About this task. Look for the word "mpsc" in the records, and copy each line where it appears.
★ ★ ★ ★ ★ ★ ★
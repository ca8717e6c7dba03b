//! Core library for the Chœur des Pays du Mont-Blanc website.
//!
//! This crate holds the site's behavior independent of any front end: the
//! home page image carousel, French date rendering, text truncation for
//! summaries, contact form validation and concert content checks.
//!
//! # Display Architecture
//!
//! Domain types carry no presentation logic. The [`display`] module wraps
//! them in types implementing [`std::fmt::Display`] that produce markdown,
//! which the CLI renders in the terminal.
//!
//! # Quick Start
//!
//! ```rust
//! use choeur_core::{
//!     datetime::{format_french_datetime, DateFormatOptions},
//!     text::truncate_at_word,
//! };
//!
//! let options = DateFormatOptions::default();
//! assert_eq!(
//!     format_french_datetime("2024-12-13T20:00:00+01:00", &options),
//!     "13 décembre 2024 à 20h00"
//! );
//! assert_eq!(
//!     truncate_at_word("Bonjour le monde entier", 10, "..."),
//!     "Bonjour le..."
//! );
//! ```
//!
//! Driving a carousel requires a tokio runtime for its timers:
//!
//! ```rust
//! use choeur_core::carousel::{
//!     run_carousel, Carousel, CarouselCommand, CarouselConfig, SlideList, TokioHost,
//! };
//! use tokio::sync::mpsc;
//!
//! # async fn example() {
//! let (host, fired) = TokioHost::new(false);
//! let carousel = Carousel::new(SlideList::home_page(), CarouselConfig::default(), host);
//! let (commands, receiver) = mpsc::channel(8);
//!
//! commands.send(CarouselCommand::Next).await.unwrap();
//! commands.send(CarouselCommand::Quit).await.unwrap();
//!
//! let state = run_carousel(carousel, fired, receiver, |_| {}).await;
//! assert_eq!(state.current_index, 1);
//! # }
//! ```

pub mod carousel;
pub mod concerts;
pub mod config;
pub mod contact;
pub mod datetime;
pub mod display;
pub mod error;
pub mod params;
pub mod text;

// Re-export commonly used types
pub use carousel::{Carousel, CarouselCommand, CarouselConfig, PlayState, Slide, SlideList};
pub use concerts::{validate_concert_file, ConcertValidation};
pub use config::{ConfigBuilder, SiteConfig};
pub use contact::{ContactForm, FormErrors};
pub use datetime::{format_french_datetime, DateFormatOptions};
pub use display::{CarouselView, ContactOutcome, FrenchDateTime, OperationStatus, ValidationReport};
pub use error::{CarouselError, Result, SiteError};
pub use params::{FormatDates, PlayCarousel, TruncateText, ValidateConcerts};
pub use text::{truncate_at_word, Truncate};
★ ★ ★ ★ ★ ★ ★
Solution to this exercise.
//! use tokio::sync::mpsc;
//! let (commands, receiver) = mpsc::channel(8);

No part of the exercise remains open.